I’m trying to ues the LongFormerForSequenceClassificattion but on simple toy problem it throws errors.

First complaining about the type of the data format for the labels, stating it should be float instead of long. After tokenization all the data formats are of type long, that is “input_ids”, “attention_mask”, “labels”.

Second, there’s a size/shape mismatch between “input_ids” and “labels” if I use a batch size larger than 1.

For instance if the batch size is 14 then the labels are of shape [14, 512] but the input_ids are of shape [512].

I don’t know why all these errors, when directly using models from HF.
Shouldn’t in each model card be clearly specified what is the expected input and type tha teach model should expect, so that we don’t have these headaches all the time.

First complaining about the type of the data format for the labels, stating it should be float instead of long. After tokenization all the data formats are of type long, that is “input_ids”, “attention_mask”, “labels”.

This error is typically thrown when you fine-tune a model for multi-label classification. In that case, the labels should indeed be of type float for the PyTorch’s BCELossWithLogits to work properly.

Regarding the shapes, the input_ids should always be of shape (batch_size, sequence_length), e.g. (4, 512) in case you pad/truncate all inputs to a length of 512 tokens, and the labels should be of shape (batfch_size, num_labels) in case of multi-label classification.

See my demo notebook, you can normally just replace BertForSequenceClassification by LongFormerForSequenceClassification as well as the tokenizer and it should work: Transformers-Tutorials/BERT/Fine_tuning_BERT_(and_friends)_for_multi_label_text_classification.ipynb at master · NielsRogge/Transformers-Tutorials · GitHub

Thank you @nielsr for the answer, it really helps a lot.
I just wanted to clarify that I’m not trying to do fine-tuning but training from scratch.
I usually load the tokenizer as
tokenizer.from_pretrained(...) and
config = AutoConfig.from_pretrained(...), but the actual model is loaded from the config

AutoModelForSequenceClassification.from_config(config).

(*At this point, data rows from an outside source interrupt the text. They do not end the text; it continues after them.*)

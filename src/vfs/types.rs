use serde::{Deserialize, Serialize};

/// Stable identifier of a node in the graph arena.
///
/// Ids are allocated once and never reused while the node is alive; handing
/// out ids instead of references keeps sibling and parent links free of
/// ownership cycles.
#[derive(Debug, Clone, Copy, PartialEq, Eq, Hash)]
pub struct NodeId(pub(crate) u64);

impl std::fmt::Display for NodeId {
    fn fmt(&self, f: &mut std::fmt::Formatter<'_>) -> std::fmt::Result {
        write!(f, "#{}", self.0)
    }
}

/// The kind of a filesystem entry. Discriminants are part of the public
/// contract and match the driver wire values.
#[derive(Debug, Clone, Copy, PartialEq, Eq, Serialize, Deserialize, Default)]
#[repr(u8)]
pub enum NodeKind {
    #[default]
    Null = 0,
    File = 1,
    Dir = 2,
    Mount = 3,
    Root = 4,
    Link = 5,
    Buffer = 6,
    Fifo = 7,
    Device = 8,
}

impl NodeKind {
    /// Kinds a traversal may descend through.
    pub fn is_directory_like(&self) -> bool {
        matches!(
            self,
            NodeKind::Dir | NodeKind::Mount | NodeKind::Root | NodeKind::Device
        )
    }

    /// Kinds whose driver index is inferred as the mount's index + 1.
    pub fn is_file_like(&self) -> bool {
        matches!(
            self,
            NodeKind::File | NodeKind::Link | NodeKind::Buffer | NodeKind::Fifo
        )
    }

    /// Kinds eligible for the eviction ring. Mounts and the root are pinned.
    pub fn is_evictable(&self) -> bool {
        !matches!(self, NodeKind::Mount | NodeKind::Root)
    }
}

impl std::fmt::Display for NodeKind {
    fn fmt(&self, f: &mut std::fmt::Formatter<'_>) -> std::fmt::Result {
        let name = match self {
            NodeKind::Null => "Null",
            NodeKind::File => "File",
            NodeKind::Dir => "Directory",
            NodeKind::Mount => "Mount",
            NodeKind::Root => "Root",
            NodeKind::Link => "Link",
            NodeKind::Buffer => "Buffer",
            NodeKind::Fifo => "FIFO",
            NodeKind::Device => "Device",
        };
        write!(f, "{}", name)
    }
}

/// Attributes of a filesystem entry, as reported by drivers and cached on the
/// node. Timestamps are seconds since the epoch.
#[derive(Debug, Clone, Copy, PartialEq, Eq, Default, Serialize, Deserialize)]
pub struct Stat {
    pub size: u64,
    pub mode: u32,
    pub uid: u32,
    pub gid: u32,
    pub nlink: u32,
    pub atime: i64,
    pub mtime: i64,
    pub ctime: i64,
}

/// Infer a node kind from stat mode type bits.
pub fn kind_from_mode(mode: u32) -> NodeKind {
    match mode & libc::S_IFMT as u32 {
        m if m == libc::S_IFDIR as u32 => NodeKind::Dir,
        m if m == libc::S_IFLNK as u32 => NodeKind::Link,
        m if m == libc::S_IFREG as u32 => NodeKind::File,
        m if m == libc::S_IFIFO as u32 => NodeKind::Fifo,
        m if m == libc::S_IFCHR as u32 || m == libc::S_IFBLK as u32 => NodeKind::Device,
        _ => NodeKind::Null,
    }
}

/// Mode type bits for a node kind. The inverse of [`kind_from_mode`] for the
/// kinds that have a stat representation.
pub fn mode_from_kind(kind: NodeKind) -> u32 {
    match kind {
        NodeKind::Dir | NodeKind::Mount | NodeKind::Root => libc::S_IFDIR as u32,
        NodeKind::Link => libc::S_IFLNK as u32,
        NodeKind::File | NodeKind::Buffer => libc::S_IFREG as u32,
        NodeKind::Fifo => libc::S_IFIFO as u32,
        NodeKind::Device => libc::S_IFCHR as u32,
        NodeKind::Null => 0,
    }
}

/// Creation parameters for [`Vfs::create`](crate::Vfs::create) and the
/// create-path materialization callback.
#[derive(Debug, Clone, Copy)]
pub struct NodeInfo {
    pub kind: NodeKind,
    pub mode: u32,
    /// Overrides the inferred driver index for the new node's resource.
    pub driver_index: Option<u64>,
}

impl NodeInfo {
    pub fn new(kind: NodeKind, mode: u32) -> Self {
        NodeInfo {
            kind,
            mode,
            driver_index: None,
        }
    }
}

/// Represents a mutation type for event signaling.
#[derive(Debug, Clone, Copy, PartialEq, Eq)]
pub enum MutationType {
    Created,
    Removed,
    Renamed,
    Linked,
}

/// A graph mutation, delivered through the optional mutation channel.
#[derive(Debug, Clone)]
pub struct MutationEvent {
    pub path: String,
    pub mutation: MutationType,
}

/// Flags for [`Vfs::remove`](crate::Vfs::remove).
#[derive(Debug, Clone, Copy, Default)]
pub struct RemoveFlags {
    /// Delete unused ancestors after removing the node.
    pub prune_upward: bool,
    /// Ask the backing driver to remove the on-disk object as well.
    pub physical: bool,
}

/// An entry returned by [`Vfs::list`](crate::Vfs::list).
#[derive(Debug, Clone)]
pub struct ListEntry {
    pub name: String,
    pub kind: NodeKind,
    pub mode: u32,
    pub size: u64,
    pub depth: usize,
    /// For links, the stored link body.
    pub link_to: Option<String>,
}
use std::sync::atomic::{AtomicU64, Ordering};
use std::sync::Arc;

use parking_lot::{Mutex, MutexGuard, RwLock};

use crate::driver::Resource;
use crate::vfs::types::{NodeId, NodeKind, Stat};

/// Tree-shape state of a node, guarded by the branch lock.
///
/// Children are ordered head-first: attaching prepends, so the most recently
/// created child is scanned first.
#[derive(Debug, Default)]
pub(crate) struct BranchState {
    pub parent: Option<NodeId>,
    pub children: Vec<NodeId>,
}

/// Attribute state of a node, guarded by the property lock.
pub(crate) struct Properties {
    pub kind: NodeKind,
    /// Nearest ancestor of kind Mount, inclusive. Cached; recomputable by
    /// walking up.
    pub mount: Option<NodeId>,
    pub stat: Stat,
    pub resource: Option<Arc<Resource>>,
    /// For Link nodes, the resolved target. Holds exactly one reference on
    /// the target, released when the link is deleted.
    pub link_target: Option<NodeId>,
}

/// A single vertex of the VFS graph.
///
/// The branch lock guards the child list, the parent link, and (together with
/// the parent's branch lock) the name. The property lock guards kind, mount,
/// stat, resource, and link target. The reference count is atomic and may be
/// read without either lock.
pub struct Node {
    id: NodeId,
    ref_count: AtomicU64,
    name: RwLock<String>,
    branch: Mutex<BranchState>,
    property: Mutex<Properties>,
}

impl Node {
    pub(crate) fn new(
        id: NodeId,
        name: String,
        parent: Option<NodeId>,
        kind: NodeKind,
        mount: Option<NodeId>,
        stat: Stat,
        resource: Option<Arc<Resource>>,
    ) -> Self {
        Node {
            id,
            ref_count: AtomicU64::new(0),
            name: RwLock::new(name),
            branch: Mutex::new(BranchState {
                parent,
                children: Vec::new(),
            }),
            property: Mutex::new(Properties {
                kind,
                mount,
                stat,
                resource,
                link_target: None,
            }),
        }
    }

    pub fn id(&self) -> NodeId {
        self.id
    }

    pub fn name(&self) -> String {
        self.name.read().clone()
    }

    /// Compare the name against a path component without cloning. Safe during
    /// a parent-locked child scan: renames hold the parent's branch lock.
    pub(crate) fn name_matches(&self, component: &str) -> bool {
        *self.name.read() == *component
    }

    pub(crate) fn set_name(&self, name: String) {
        *self.name.write() = name;
    }

    pub fn ref_count(&self) -> u64 {
        self.ref_count.load(Ordering::SeqCst)
    }

    /// Increment the reference count, returning the previous value.
    pub(crate) fn retain(&self) -> u64 {
        self.ref_count.fetch_add(1, Ordering::SeqCst)
    }

    /// Decrement the reference count, returning the previous value.
    pub(crate) fn release(&self) -> u64 {
        let prev = self.ref_count.fetch_sub(1, Ordering::SeqCst);
        debug_assert!(prev > 0, "reference count underflow on node {}", self.id);
        prev
    }

    pub(crate) fn branch(&self) -> MutexGuard<'_, BranchState> {
        self.branch.lock()
    }

    pub(crate) fn property(&self) -> MutexGuard<'_, Properties> {
        self.property.lock()
    }

    pub fn kind(&self) -> NodeKind {
        self.property.lock().kind
    }

    pub fn parent(&self) -> Option<NodeId> {
        self.branch.lock().parent
    }

    pub fn mount(&self) -> Option<NodeId> {
        self.property.lock().mount
    }

    pub fn stat(&self) -> Stat {
        self.property.lock().stat
    }

    pub fn link_target(&self) -> Option<NodeId> {
        self.property.lock().link_target
    }

    /// The node's own resource handle, cloned out so I/O can proceed without
    /// holding the property lock across a blocking driver call.
    pub fn resource(&self) -> Option<Arc<Resource>> {
        self.property.lock().resource.clone()
    }

    pub fn has_children(&self) -> bool {
        !self.branch.lock().children.is_empty()
    }

    /// Snapshot of the child list, head first.
    pub fn children(&self) -> Vec<NodeId> {
        self.branch.lock().children.clone()
    }
}

impl std::fmt::Debug for Node {
    fn fmt(&self, f: &mut std::fmt::Formatter<'_>) -> std::fmt::Result {
        f.debug_struct("Node")
            .field("id", &self.id)
            .field("name", &*self.name.read())
            .field("kind", &self.property.lock().kind)
            .field("ref_count", &self.ref_count())
            .finish()
    }
}
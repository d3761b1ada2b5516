//! Graph operations: load, create, remove, rename, link.
//!
//! Load and create are traversals with a materialization callback; the rest
//! interpret a traversal's outcome and mutate the graph under the branch
//! locks of the parents involved.

use std::cell::Cell;
use std::sync::Arc;

use parking_lot::MutexGuard;

use crate::driver::{buffer_resource, Resource};
use crate::error::{Result, VfsError};
use crate::vfs::node::{BranchState, Node};
use crate::vfs::path::relative_path_between;
use crate::vfs::store::{attach_child, detach_child};
use crate::vfs::traverse::{MaterializeRequest, Traversal, TraverseFlags};
use crate::vfs::types::{
    kind_from_mode, mode_from_kind, MutationType, NodeId, NodeInfo, NodeKind, RemoveFlags, Stat,
};
use crate::vfs::{check_absolute, Vfs};
//! Client adapter: one window's view of the shared player.
//!
//! Every adapter keeps a projection of the canonical state and turns user
//! actions into commands. The adapter the coordinator elected as owner also
//! drives its `AudioOutput` from that projection and reports playback
//! progress back.

mod output;
mod telemetry;

use std::collections::HashMap;
use std::thread;
use std::time::Instant;

use log::{debug, info, warn};

use crate::config::ClientConfig;
use crate::coordinator::ClientLink;
use crate::error::OutputError;
use crate::protocol::{
    Capability, ClientId, ClientMessage, Command, EntryId, LocalHandle, PlaybackState,
    PlaybackStatus, PlaylistEntry, ResolvedEntry,
};

pub use output::{AudioOutput, OutputEvent, VirtualOutput};
use telemetry::{EntryRequestDebouncer, TimeReporter};

/// Notifications for whatever renders this client.
#[derive(Debug, Clone, PartialEq)]
pub enum AdapterEvent {
    OwnershipGained,
    OwnershipLost,
    EntryBound { entry_id: EntryId },
    PlaybackError { entry_id: EntryId, reason: String },
    StateLoaded,
    CoordinatorGone,
}

struct Binding {
    entry_id: EntryId,
    generation: u64,
}

pub struct ClientAdapter {
    client_id: ClientId,
    link: ClientLink,
    output: Box<dyn AudioOutput>,
    config: ClientConfig,
    projection: PlaybackState,
    is_owner: bool,
    handles: HashMap<EntryId, LocalHandle>,
    binding: Option<Binding>,
    /// No duration reported yet for the binding; seeks and play wait for it.
    awaiting_metadata: bool,
    pending_seek: Option<f64>,
    applied_seek_serial: u64,
    applied_volume: Option<f32>,
    output_playing: bool,
    /// Entry whose handle was already re-acquired once.
    retried_entry: Option<EntryId>,
    /// Entry given up on; not rebound until the selection changes.
    failed_entry: Option<EntryId>,
    time_reporter: TimeReporter,
    entry_requests: EntryRequestDebouncer,
    events: Vec<AdapterEvent>,
    last_heartbeat: Option<Instant>,
    coordinator_gone: bool,
}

I thought this way would ensure to load the model in order to train from scratch and not just pretrain since I’m not loading the model as

checkpoint = "allenai/longformer-base-4096",
AutoModelForSequenceClassification.from_pretrained(checkpoint)

Am I wrong in thinking that this way ensures training from scratch?

My sequences are different lengths but I think in this case I should pad to 1024 given the current checkpoint?

My targets are usually comprised of 1 or 2 tokens after tokenization but I pad them to length=10. Is that wrong?

On another note, what are some other hugging face models with good performance on sequence classification that can be used to train from scratch on my toy synthetic datasets?